Exercise details>
Reproduce the listing below exactly, from its first line down to and including the line with "use serde::de::Error as _;".

START Working data

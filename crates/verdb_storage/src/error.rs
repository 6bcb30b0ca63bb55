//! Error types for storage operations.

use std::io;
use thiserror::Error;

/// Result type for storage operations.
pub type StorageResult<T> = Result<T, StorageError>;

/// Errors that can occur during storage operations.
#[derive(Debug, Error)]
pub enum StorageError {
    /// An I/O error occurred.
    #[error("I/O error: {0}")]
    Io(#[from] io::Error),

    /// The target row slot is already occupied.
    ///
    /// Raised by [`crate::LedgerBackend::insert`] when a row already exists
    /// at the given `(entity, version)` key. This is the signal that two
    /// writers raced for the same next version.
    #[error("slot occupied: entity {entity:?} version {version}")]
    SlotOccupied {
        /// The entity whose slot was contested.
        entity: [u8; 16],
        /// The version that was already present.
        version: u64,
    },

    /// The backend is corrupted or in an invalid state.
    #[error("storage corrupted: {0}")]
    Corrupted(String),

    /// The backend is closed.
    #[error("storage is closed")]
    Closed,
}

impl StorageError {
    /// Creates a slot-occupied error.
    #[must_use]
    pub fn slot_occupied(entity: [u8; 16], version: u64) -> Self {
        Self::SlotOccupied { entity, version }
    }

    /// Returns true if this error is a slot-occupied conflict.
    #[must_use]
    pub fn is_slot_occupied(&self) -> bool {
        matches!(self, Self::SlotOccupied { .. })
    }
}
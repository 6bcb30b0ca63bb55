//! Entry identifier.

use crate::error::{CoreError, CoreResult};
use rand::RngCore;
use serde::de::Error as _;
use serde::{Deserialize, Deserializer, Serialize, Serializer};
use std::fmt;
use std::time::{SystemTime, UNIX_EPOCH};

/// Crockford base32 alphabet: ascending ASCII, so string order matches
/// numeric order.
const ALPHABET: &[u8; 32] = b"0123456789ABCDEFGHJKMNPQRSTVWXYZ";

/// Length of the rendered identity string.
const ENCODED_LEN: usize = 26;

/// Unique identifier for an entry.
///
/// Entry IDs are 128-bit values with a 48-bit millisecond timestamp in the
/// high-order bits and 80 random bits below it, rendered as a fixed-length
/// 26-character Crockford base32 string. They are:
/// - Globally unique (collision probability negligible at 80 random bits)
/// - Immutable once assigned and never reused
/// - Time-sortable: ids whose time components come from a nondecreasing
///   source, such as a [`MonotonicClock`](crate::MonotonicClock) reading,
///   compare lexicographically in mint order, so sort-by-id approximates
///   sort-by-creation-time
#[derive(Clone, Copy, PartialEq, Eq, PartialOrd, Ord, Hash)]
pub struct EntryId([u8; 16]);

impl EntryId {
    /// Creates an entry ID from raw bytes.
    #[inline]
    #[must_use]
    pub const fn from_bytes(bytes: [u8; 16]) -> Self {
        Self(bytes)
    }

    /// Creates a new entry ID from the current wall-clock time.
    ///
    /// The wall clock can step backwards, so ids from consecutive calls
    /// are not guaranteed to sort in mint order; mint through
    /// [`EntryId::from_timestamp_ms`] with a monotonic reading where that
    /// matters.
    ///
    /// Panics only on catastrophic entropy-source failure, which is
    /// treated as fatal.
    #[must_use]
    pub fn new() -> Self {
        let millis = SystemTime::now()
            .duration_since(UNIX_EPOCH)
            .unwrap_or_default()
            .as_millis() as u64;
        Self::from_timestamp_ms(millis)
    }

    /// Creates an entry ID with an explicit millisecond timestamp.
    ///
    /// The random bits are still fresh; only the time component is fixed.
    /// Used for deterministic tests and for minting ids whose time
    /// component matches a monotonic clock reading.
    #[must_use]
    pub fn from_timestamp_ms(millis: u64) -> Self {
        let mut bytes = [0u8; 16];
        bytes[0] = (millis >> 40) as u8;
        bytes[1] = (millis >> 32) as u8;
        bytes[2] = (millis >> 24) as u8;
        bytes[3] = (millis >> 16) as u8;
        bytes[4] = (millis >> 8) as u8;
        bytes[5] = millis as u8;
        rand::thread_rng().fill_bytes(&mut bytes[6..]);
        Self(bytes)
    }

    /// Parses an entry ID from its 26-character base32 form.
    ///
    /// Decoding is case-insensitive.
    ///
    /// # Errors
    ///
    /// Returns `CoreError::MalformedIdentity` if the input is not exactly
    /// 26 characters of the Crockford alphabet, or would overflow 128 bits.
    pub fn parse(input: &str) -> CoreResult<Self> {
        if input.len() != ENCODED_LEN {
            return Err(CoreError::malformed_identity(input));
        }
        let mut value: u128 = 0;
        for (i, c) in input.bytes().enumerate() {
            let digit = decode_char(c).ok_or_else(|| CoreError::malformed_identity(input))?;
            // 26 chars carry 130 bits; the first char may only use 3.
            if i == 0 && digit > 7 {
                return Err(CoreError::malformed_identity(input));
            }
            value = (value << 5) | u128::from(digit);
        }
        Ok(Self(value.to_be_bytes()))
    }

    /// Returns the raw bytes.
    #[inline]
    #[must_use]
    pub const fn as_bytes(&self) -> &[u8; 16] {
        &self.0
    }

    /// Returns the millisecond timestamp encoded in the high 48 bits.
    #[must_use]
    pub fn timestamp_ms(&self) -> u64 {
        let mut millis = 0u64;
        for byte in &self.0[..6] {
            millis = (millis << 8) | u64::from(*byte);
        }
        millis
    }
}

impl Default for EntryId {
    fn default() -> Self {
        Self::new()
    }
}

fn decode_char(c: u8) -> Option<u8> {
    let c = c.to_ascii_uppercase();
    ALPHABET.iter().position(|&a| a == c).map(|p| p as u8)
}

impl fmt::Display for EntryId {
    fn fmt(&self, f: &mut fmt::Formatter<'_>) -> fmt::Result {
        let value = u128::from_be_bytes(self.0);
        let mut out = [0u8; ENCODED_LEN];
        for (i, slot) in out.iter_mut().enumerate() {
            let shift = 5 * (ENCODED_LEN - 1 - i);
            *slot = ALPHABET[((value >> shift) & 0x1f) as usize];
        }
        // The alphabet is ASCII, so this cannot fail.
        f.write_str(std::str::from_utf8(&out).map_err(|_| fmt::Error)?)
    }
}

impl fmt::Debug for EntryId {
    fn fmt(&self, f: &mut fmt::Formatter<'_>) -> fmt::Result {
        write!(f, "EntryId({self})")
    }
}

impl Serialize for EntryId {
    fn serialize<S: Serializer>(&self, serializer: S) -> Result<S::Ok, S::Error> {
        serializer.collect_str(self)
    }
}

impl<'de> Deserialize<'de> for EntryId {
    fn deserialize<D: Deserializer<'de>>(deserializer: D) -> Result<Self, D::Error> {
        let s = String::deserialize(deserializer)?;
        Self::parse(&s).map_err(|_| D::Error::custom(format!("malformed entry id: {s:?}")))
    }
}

END Working data

Final answer>
filename crates/verdb_storage/src/error.rs
repository 6bcb30b0ca63bb55
//! Error types for storage operations.

use std::io;
use thiserror::Error;

/// Result type for storage operations.
pub type StorageResult<T> = Result<T, StorageError>;

/// Errors that can occur during storage operations.
#[derive(Debug, Error)]
pub enum StorageError {
    /// An I/O error occurred.
    #[error("I/O error: {0}")]
    Io(#[from] io::Error),

    /// The target row slot is already occupied.
    ///
    /// Raised by [`crate::LedgerBackend::insert`] when a row already exists
    /// at the given `(entity, version)` key. This is the signal that two
    /// writers raced for the same next version.
    #[error("slot occupied: entity {entity:?} version {version}")]
    SlotOccupied {
        /// The entity whose slot was contested.
        entity: [u8; 16],
        /// The version that was already present.
        version: u64,
    },

    /// The backend is corrupted or in an invalid state.
    #[error("storage corrupted: {0}")]
    Corrupted(String),

    /// The backend is closed.
    #[error("storage is closed")]
    Closed,
}

impl StorageError {
    /// Creates a slot-occupied error.
    #[must_use]
    pub fn slot_occupied(entity: [u8; 16], version: u64) -> Self {
        Self::SlotOccupied { entity, version }
    }

    /// Returns true if this error is a slot-occupied conflict.
    #[must_use]
    pub fn is_slot_occupied(&self) -> bool {
        matches!(self, Self::SlotOccupied { .. })
    }
}
repository 6bcb30b0ca63bb55
//! Entry identifier.

use crate::error::{CoreError, CoreResult};
use rand::RngCore;
use serde::de::Error as _;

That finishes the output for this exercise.